**Problem to work on**
Begin at the first line below and copy each line exactly, ending with the line where "#[derive(Clone)]" appears.

─── Records shown

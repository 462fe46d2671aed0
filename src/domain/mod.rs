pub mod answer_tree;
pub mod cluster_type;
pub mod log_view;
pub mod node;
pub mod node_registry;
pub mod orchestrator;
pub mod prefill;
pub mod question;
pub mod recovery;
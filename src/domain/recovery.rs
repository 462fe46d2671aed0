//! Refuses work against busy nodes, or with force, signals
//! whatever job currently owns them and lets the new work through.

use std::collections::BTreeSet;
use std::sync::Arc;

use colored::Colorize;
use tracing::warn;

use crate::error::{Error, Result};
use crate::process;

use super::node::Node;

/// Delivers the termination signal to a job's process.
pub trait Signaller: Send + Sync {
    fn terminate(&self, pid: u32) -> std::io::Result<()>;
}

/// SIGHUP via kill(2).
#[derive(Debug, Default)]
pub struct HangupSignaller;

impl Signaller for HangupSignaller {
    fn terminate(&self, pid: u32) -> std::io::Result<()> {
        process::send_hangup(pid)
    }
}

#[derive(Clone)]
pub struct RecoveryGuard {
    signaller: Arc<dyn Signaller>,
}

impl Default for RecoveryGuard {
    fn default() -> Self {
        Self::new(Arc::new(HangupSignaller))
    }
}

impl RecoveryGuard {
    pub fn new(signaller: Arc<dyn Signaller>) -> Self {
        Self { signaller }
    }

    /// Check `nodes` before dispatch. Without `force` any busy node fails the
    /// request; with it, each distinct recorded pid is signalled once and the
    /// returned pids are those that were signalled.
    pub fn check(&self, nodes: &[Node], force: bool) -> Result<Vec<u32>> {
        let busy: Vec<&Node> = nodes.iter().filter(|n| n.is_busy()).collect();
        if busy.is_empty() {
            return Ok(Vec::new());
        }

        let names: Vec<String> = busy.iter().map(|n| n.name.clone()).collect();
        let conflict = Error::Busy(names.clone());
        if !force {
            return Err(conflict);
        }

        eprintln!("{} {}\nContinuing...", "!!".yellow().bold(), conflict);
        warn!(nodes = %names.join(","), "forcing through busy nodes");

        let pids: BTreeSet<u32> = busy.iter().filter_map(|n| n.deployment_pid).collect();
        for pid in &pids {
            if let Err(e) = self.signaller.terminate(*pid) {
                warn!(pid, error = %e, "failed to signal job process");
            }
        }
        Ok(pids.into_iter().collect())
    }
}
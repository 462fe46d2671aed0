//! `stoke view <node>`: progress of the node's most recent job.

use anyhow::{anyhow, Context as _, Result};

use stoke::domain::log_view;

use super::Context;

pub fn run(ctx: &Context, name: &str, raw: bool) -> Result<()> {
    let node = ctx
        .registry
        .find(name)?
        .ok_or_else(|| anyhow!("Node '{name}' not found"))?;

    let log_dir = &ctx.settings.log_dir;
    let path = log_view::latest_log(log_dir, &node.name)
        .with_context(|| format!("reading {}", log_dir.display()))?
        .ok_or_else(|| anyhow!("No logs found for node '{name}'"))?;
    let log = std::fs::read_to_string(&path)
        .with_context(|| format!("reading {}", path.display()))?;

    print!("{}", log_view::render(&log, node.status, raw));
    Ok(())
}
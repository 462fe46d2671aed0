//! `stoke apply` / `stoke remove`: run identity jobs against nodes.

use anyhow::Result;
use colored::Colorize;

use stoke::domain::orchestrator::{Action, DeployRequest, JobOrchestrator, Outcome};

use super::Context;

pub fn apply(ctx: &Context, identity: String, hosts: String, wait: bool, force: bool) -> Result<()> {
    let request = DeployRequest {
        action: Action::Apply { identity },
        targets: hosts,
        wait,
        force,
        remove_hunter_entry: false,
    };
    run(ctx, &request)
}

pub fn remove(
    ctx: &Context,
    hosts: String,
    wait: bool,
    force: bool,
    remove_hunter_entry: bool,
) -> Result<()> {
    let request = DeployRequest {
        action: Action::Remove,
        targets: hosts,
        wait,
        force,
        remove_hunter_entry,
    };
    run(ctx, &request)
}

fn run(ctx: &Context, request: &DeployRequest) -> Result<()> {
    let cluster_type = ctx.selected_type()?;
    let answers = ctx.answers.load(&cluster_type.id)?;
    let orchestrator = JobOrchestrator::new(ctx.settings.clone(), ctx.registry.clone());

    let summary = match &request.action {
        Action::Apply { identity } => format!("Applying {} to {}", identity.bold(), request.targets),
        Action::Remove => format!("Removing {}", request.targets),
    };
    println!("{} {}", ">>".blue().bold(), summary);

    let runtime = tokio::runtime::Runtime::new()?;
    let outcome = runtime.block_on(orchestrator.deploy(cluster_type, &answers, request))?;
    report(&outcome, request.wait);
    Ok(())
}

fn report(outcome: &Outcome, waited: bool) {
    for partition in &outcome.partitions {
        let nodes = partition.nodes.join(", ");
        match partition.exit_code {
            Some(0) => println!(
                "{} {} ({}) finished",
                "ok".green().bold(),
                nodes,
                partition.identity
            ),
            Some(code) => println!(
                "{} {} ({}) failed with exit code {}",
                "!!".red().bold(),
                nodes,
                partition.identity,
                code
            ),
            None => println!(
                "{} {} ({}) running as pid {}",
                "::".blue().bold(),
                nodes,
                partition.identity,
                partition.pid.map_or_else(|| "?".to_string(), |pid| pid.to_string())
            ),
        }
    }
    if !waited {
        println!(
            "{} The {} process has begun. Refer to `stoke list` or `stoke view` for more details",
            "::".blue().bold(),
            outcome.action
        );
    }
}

──────

**Task solution**
repository 462fe46d2671aed0
filename src/domain/mod.rs
pub mod answer_tree;
pub mod cluster_type;
pub mod log_view;
pub mod node;
pub mod node_registry;
pub mod orchestrator;
pub mod prefill;
pub mod question;
pub mod recovery;
filename src/domain/recovery.rs
repository 462fe46d2671aed0
//! Refuses work against busy nodes, or with force, signals
//! whatever job currently owns them and lets the new work through.

use std::collections::BTreeSet;
use std::sync::Arc;

use colored::Colorize;
use tracing::warn;

use crate::error::{Error, Result};
use crate::process;

use super::node::Node;

/// Delivers the termination signal to a job's process.
pub trait Signaller: Send + Sync {
    fn terminate(&self, pid: u32) -> std::io::Result<()>;
}

/// SIGHUP via kill(2).
#[derive(Debug, Default)]
pub struct HangupSignaller;

impl Signaller for HangupSignaller {
    fn terminate(&self, pid: u32) -> std::io::Result<()> {
        process::send_hangup(pid)
    }
}

#[derive(Clone)]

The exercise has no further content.